Récompense décernée par la Société d’Études du Romantisme Anglais

Prix

Garance Abdat, élève normalienne en études anglophones, a reçu le 31 janvier 2020 le prix du mémoire de Master en études romantiques, décerné par la Société d’Études du Romantisme Anglais (S.E.R.A.), pour son mémoire de M2 intitulé « ‘Nature never did betray/The heart that loved her’: l'éthique du retour à la nature dans l’œuvre de Mary Shelley », rédigé sous la direction de Mme Christine Berthin à l’Université Paris Nanterre.

Biographie

Elève normalienne depuis 2016, Garance Abdat est actuellement étudiante à Sciences Po Paris. Ses recherches, menées sous la direction de Mme Christine Berthin, co-directrice du département d'études anglo-américaines à l'université de Paris X Nanterre, portent sur la littérature gothique et romantique. Son premier mémoire, « ‘The Tree of Knowledge is not that of Life’ ; or, From the Enlightenment to 19th century Gothic literature, the Rise and Fall of Scientific Utopias » étudiait les liens entre philosophie des Lumières, littérature gothique et notion de progrès. Le second, « 'Nature never did betray / The heart that loved her': l'éthique du retour à la nature dans l'oeuvre de Mary Shelley », s’intéresse à la question de la conscience écologique dans l’Angleterre romantique, à la mouvance écoféministe et à la philosophie politique de Mary Shelley.

Résumé du mémoire

Ce mémoire de M2, « 'Nature never did betray / The heart that loved her': l'éthique du retour à la nature dans l'oeuvre de Mary Shelley », se concentre essentiellement sur Frankenstein, The Last Man, Lodore et Falkner en faisant un détour par des œuvres moins connues comme Maurice et Mathilda.

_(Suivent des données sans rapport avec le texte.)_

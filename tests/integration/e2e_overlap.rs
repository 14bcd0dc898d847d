//! End-to-end: dependency fires during an in-flight recompute coalesce into
//! exactly one follow-up run.

use std::net::SocketAddr;
use std::sync::Arc;
use std::sync::atomic::{AtomicUsize, Ordering};
use std::time::Duration;

use lq_core::{Action, ActionFactory, ActionMap, Notifier, Query, handler};
use lq_protocol::{ClientFrame, ServerFrame, SubscribeFrame};
use lq_test_utils::MockWsClient;
use serde_json::json;
use server::state::AppState;

/// A query whose compute takes long enough that the test can pile fires on
/// top of the in-flight run.
fn slow_factory(dep: &Notifier, runs: &Arc<AtomicUsize>) -> ActionFactory {
    let dep = dep.clone();
    let runs = Arc::clone(runs);
    Arc::new(move || {
        let mut actions = ActionMap::new();
        let runs = Arc::clone(&runs);
        actions.insert(
            "slowCount".to_owned(),
            Action::query(
                Query::new(handler(move |_params| {
                    let n = runs.fetch_add(1, Ordering::SeqCst);
                    async move {
                        tokio::time::sleep(Duration::from_millis(300)).await;
                        Ok(json!(n))
                    }
                }))
                .dep(Arc::new(dep.clone())),
            ),
        );
        actions
    })
}

async fn start_server(factory: ActionFactory) -> SocketAddr {
    let state = AppState::new(factory);
    let listener = tokio::net::TcpListener::bind("127.0.0.1:0").await.unwrap();
    let addr = listener.local_addr().unwrap();
    let app = server::build_router(state);
    tokio::spawn(async move {
        axum::serve(listener, app).await.unwrap();
    });
    addr
}

#[tokio::test]
async fn five_fires_during_one_run_produce_one_follow_up() {
    let dep = Notifier::new();
    let runs = Arc::new(AtomicUsize::new(0));
    let addr = start_server(slow_factory(&dep, &runs)).await;
    let url = format!("ws://{addr}/ws/v1/live");
    let mut client = MockWsClient::connect(&url).await.unwrap();

    client
        .send_frame(&ClientFrame::Subscribe(SubscribeFrame {
            name: "slowCount".to_owned(),
            sub_id: "s".to_owned(),
            params: None,
        }))
        .await
        .unwrap();

    // Let the first run get underway, then fire mid-flight.
    tokio::time::sleep(Duration::from_millis(100)).await;
    for _ in 0..5 {
        dep.notify();
    }

    let mut data = Vec::new();
    for _ in 0..2 {
        match client.recv_frame().await.unwrap() {
            ServerFrame::Update(update) => data.push(update.data),
            other => panic!("expected update, got {other:?}"),
        }
    }
    assert_eq!(data, vec![json!(0), json!(1)]);

    // Exactly two compute invocations, exactly two updates.
    assert!(
        client
            .recv_frame_timeout(Duration::from_millis(500))
            .await
            .is_none()
    );
    assert_eq!(runs.load(Ordering::SeqCst), 2);
}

L’idée d’un rapport privilégie entre le mouvement romantique et le monde naturel est un topos des études littéraires. Pourtant, la redécouverte de certaines œuvres opérée par l’essor relativement récent de la mouvance écocritique, postcoloniale et écoféministe a permis de mettre en lumière les correspondances entre les œuvres et interrogations romantiques et la situation présente d’une humanité confrontée de plein fouet aux conséquences écologiques de ses actions. Nourrie de littérature romantique mais aussi des essais politiques de ses parents, Mary Shelley a insufflé dans ses écrits un sentiment d’urgence face aux rapides bouleversements de son époque, appelant une réponse politique et sociale.

Ses premiers romans apocalyptiques, Frankenstein et The Last Man, lui permettent de dépasser le rapport romantique à la nature en tant que mère nourricière, adjuvant érotique et éducatrice, pour mettre en avant la nécessité de la considérer comme un acteur moral à part entière. En mettant en scène une humanité menacée de destruction par des catastrophes environnementales globales ou par une forme de concurrence inter-espèces, Shelley montre comment émerge au 19ème siècle la conscience de l’unité de l’espèce humaine. Mais The Last Man et Lodore sont aussi l’occasion de réfléchir en termes malthusiens à la destinée de l’humanité comme espèce, et au rôle qu’elle peut jouer dans sa propre destruction. En pointant du doigt les turpitudes du colonialisme et de l’industrialisation rapide, vecteurs de corruption, de pollution et de maladie, Shelley propose une tentative de théodicée, dans laquelle s’opposent le vice humain et l’apparente implacabilité du monde naturel. Pourtant, elle laisse entrevoir la possibilité de la rédemption à travers le thème du retour à la nature et du recentrement sur la sphère familiale et le local. Ce retour est l’occasion de redéfinir les rapports au monde naturel, mais aussi aux autres hommes, en favorisant un modèle fondé sur une famille choisie dont les membres sont unis par une éthique de la sollicitude qui dépasse le cadre de la famille patriarcale dans Lodore, Falkner, et Maurice. Ce nouveau modèle de sociabilité, égalitaire et faisant la part belle au travail des femmes dans le maintien du lien social, peut ensuite être étendu à la nature, actualisant l’impératif moral d’une existence harmonieuse et respectueuse des autres formes de vie.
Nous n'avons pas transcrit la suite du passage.